Mais avant de parler de réformes du marché du travail, parlons du travail lui-même. Il est dévastateur de le réduire à un marché d’une part, à une quantité ou à l’emploi de l’autre. La conception du travail, le rapport entre politique et travail en Europe, voilà ce qui peut et ce qui doit évoluer aujourd’hui. C’est pourquoi nous lui consacrons notre dossier. En effet, nos obsessions de l’emploi, en partie légitimes, ont abouti à faire l’impasse sur l’activité de travail elle-même, à ses transformations de nature et de structure. Or l’emploi résulte du travail, trouve sa place dans l’activité et ne la précède pas. En traitant l’emploi plutôt que l’absence de travail, on traite l’aval et non l’amont, le résultat et non la source. Cette tendance lourde des trois dernières décennies a eu des conséquences considérables sur nos économies et nos sociétés.

 

Cette absence du travail – ou plus exactement le fait de l’avoir considérée comme un invariant « toutes choses égales par ailleurs » – nous a menés à des constructions naïves et à des dégâts considérables, ainsi, la stratégie dite de Lisbonne basée sur la foi en un avenir reposant sur une société de services alimentée par des flux financiers continus.

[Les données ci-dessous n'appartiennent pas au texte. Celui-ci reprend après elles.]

//! Interactive console on stdin/stdout.
//!
//! Run with: `cargo run --example repl --features terminal`
//!
//! Try:
//! - `set i (fib 12); get i`
//! - `set s "hello there"; get s`
//! - `set ax (* (get ax) 2); af 3`
//! - `cvars`, `procs`, `help`
//! - `quit` to exit

use devconsole::prelude::*;
use devconsole::Terminal;

struct Widget {
    x: f32,
}

impl Widget {
    fn describe(&mut self, times: i32) -> String {
        format!("Widget::describe x={} times={}", self.x, times)
    }
}

fn greet(name: String, count: i32) -> String {
    format!("hello {} ({})", name, count)
}

fn fib(n: i32) -> i32 {
    if n <= 1 { n } else { fib(n - 1) + fib(n - 2) }
}

fn main() -> std::io::Result<()> {
    tracing_subscriber::fmt::init();

    let i = shared(0i32);
    let f = shared(0.0f32);
    let s = shared(String::new());
    let widget = shared(Widget { x: 3.1415 });

    let mut console = Console::new();
    console.bind_cvar("i", &i);
    console.bind_cvar("f", &f);
    console.bind_cvar("s", &s);
    console.bind_cmd("greet", greet);
    console.bind_cmd("fib", fib);
    console.bind_cvar_field("ax", &widget, |w: &mut Widget| &mut w.x);
    console.bind_method("af", &widget, Widget::describe);

    println!("=== devconsole REPL ===");
    println!("Type statements and press Enter. Type 'quit' to exit.");
    println!();

    Terminal::new(&console).run_stdio()
}
//! Built-in console commands.
//!
//! Registered into every console at construction. Binding a command under
//! one of these names shadows the built-in.

use std::fmt;

use super::{ArgStream, Bindings, Console, ConsoleError, IntoCommand};

/// Identifiers of the built-in commands.
pub const BUILTIN_COMMANDS: [&str; 10] = ["set", "get", "help", "cvars", "procs", "+", "-", "*", "/", "%"];

const HELP_TEXT: &str = "
-- Console Help --
    set <cvar id> <value>
    get <cvar id>
    help : outputs help message
    cvars : list bound console variables
    procs : list bound console commands
    <cmd id> <arg 0> <arg 1> ... <arg n> : call a bound command
    (+, -, *, /, %) <lhs> <rhs> : arithmetic and modulo
    Arguments may be nested expressions:
        + (- 3 2) (* 4 5)
        set x (get y)
";

/// Install the built-in commands.
pub(crate) fn register(bindings: &mut Bindings) {
    bindings.insert_command("set", Box::new(set));
    bindings.insert_command("get", Box::new(get));
    bindings.insert_command("help", Box::new(help));
    bindings.insert_command("cvars", Box::new(cvars));
    bindings.insert_command("procs", Box::new(procs));

    bindings.insert_command("+", (|a: f32, b: f32| a + b).into_handler("+"));
    bindings.insert_command("-", (|a: f32, b: f32| a - b).into_handler("-"));
    bindings.insert_command("*", (|a: f32, b: f32| a * b).into_handler("*"));
    bindings.insert_command("/", (|a: f32, b: f32| a / b).into_handler("/"));
    bindings.insert_command(
        "%",
        (|a: i32, b: i32| {
            a.checked_rem(b).ok_or(ConsoleError::ArithmeticFault {
                reason: "integer remainder by zero or overflow",
            })
        })
        .into_handler("%"),
    );
}

/// Check if an identifier names a built-in command.
#[inline]
pub fn is_builtin(id: &str) -> bool {
    BUILTIN_COMMANDS.contains(&id)
}

fn set(console: &Console, args: &mut ArgStream<'_>, out: &mut dyn fmt::Write) {
    let id = args.read_word().unwrap_or_default();
    match console.bindings().setter(id) {
        Some(setter) => setter(console, args, out),
        None => ConsoleError::UnknownVariable { id: id.into() }.report(out),
    }
}

fn get(console: &Console, args: &mut ArgStream<'_>, out: &mut dyn fmt::Write) {
    let id = args.read_word().unwrap_or_default();
    match console.bindings().getter(id) {
        Some(getter) => getter(console, args, out),
        None => ConsoleError::UnknownVariable { id: id.into() }.report(out),
    }
}

fn help(_console: &Console, _args: &mut ArgStream<'_>, out: &mut dyn fmt::Write) {
    let _ = writeln!(out, "{}", HELP_TEXT);
}

fn cvars(console: &Console, _args: &mut ArgStream<'_>, out: &mut dyn fmt::Write) {
    let names: Vec<_> = console.cvar_names().collect();
    if names.is_empty() {
        let _ = writeln!(out, "There are no bound console variables...");
        return;
    }
    write_listing(out, &names);
}

fn procs(console: &Console, _args: &mut ArgStream<'_>, out: &mut dyn fmt::Write) {
    let names: Vec<_> = console.cmd_names().filter(|name| !is_builtin(name)).collect();
    if names.is_empty() {
        let _ = writeln!(out, "There are no bound console commands...");
        return;
    }
    write_listing(out, &names);
}

fn write_listing(out: &mut dyn fmt::Write, names: &[&str]) {
    let _ = writeln!(out);
    for name in names {
        let _ = writeln!(out, "    {}", name);
    }
    let _ = writeln!(out);
}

Cette absence du travail nous a conduits à construire cette opposition erronée entre services (du futur) et industries (du passé) et à détruire les bases de toute politique industrielle consistante. La nouvelle musique qui se fait entendre en France – et, timidement, en Europe – arrive bien tard. L’angle mort que constitue aujourd’hui le travail a aussi à voir, il faut le reconnaître, avec une certaine ringardisation du « social » : acquis mortifères, pratiques obscures, démocratie sociale engoncée dans des fonctionnements et des représentations obsolètes et j’en passe. Il y a en matière de démocratie et de gouvernance un sacré ménage à faire, et les acteurs sociaux ne sauraient pas plus que d’autres y échapper.

 

Puisque nous parlons réformes et travail, il est temps d’aller de l’avant dans certains domaines :

–       innover en matière de démocratie et de dialogue social et donner une place plus importante aux acteurs émergents comme à de multiples formes de démocratie participative,

–       réinventer un droit du travail (peut-être en le nommant autrement ?) afin de tenir compte de toutes les transformations survenues depuis 30 ans dans les rapports comme dans les organisations et les conditions du travail,

–       ne plus nous focaliser sur la question du licenciement (alors que sur nos marchés du travail ce sont les autres modes de rupture qui désormais l’emportent) et mettre en place au niveau transnational un cadre adapté à la gestion de changements et de restructurations dont les dimensions sont devenues à la fois plus globales et plus locales.

 

Vous l’aurez compris, nous plaidons ici pour une réelle politique européenne de l’activité et du travail, adaptée à la situation des économies et des valeurs du continent. Notre Europe se doit de ne plus mettre la charrue avant les bœufs. Elle doit définir une politique (et un budget) du travail et non pas d’abord des mesures pour l’emploi. Seule une vision de l’activité et du travail peut nous donner un horizon et nous aider à tracer un chemin. Elle seule peut entraîner les innovations indispensables à l’émergence d’un nouveau modèle socio-économique. Pour progresser, il nous faudra oser ce que nous n’avons pas pu ou pas voulu faire ces dernières années : nous penser comme une part et non pas comme les maîtres du monde, faire une place aux jeunes et les reconnaître comme acteurs majeurs, intégrer la diversité présente dans notre société, nos entreprises, nos écoles, nos quartiers …  comme une ressource et non comme un handicap ou un danger. Compliqué pour une Europe vieillissante où la peur de l’autre n’a cessé de croître. Mais indispensable.

 

Aujourd’hui, nombre de citoyens européens doutent de l’avenir, de leurs dirigeants, des discours creux et des schémas obsolètes. L’impasse sur le travail y est pour beaucoup. Le temps du courage et de l’innovation est donc venu. Et avec lui, celui d’une Renaissance de l’Europe qui sache innover en s’appuyant sur ses valeurs clés.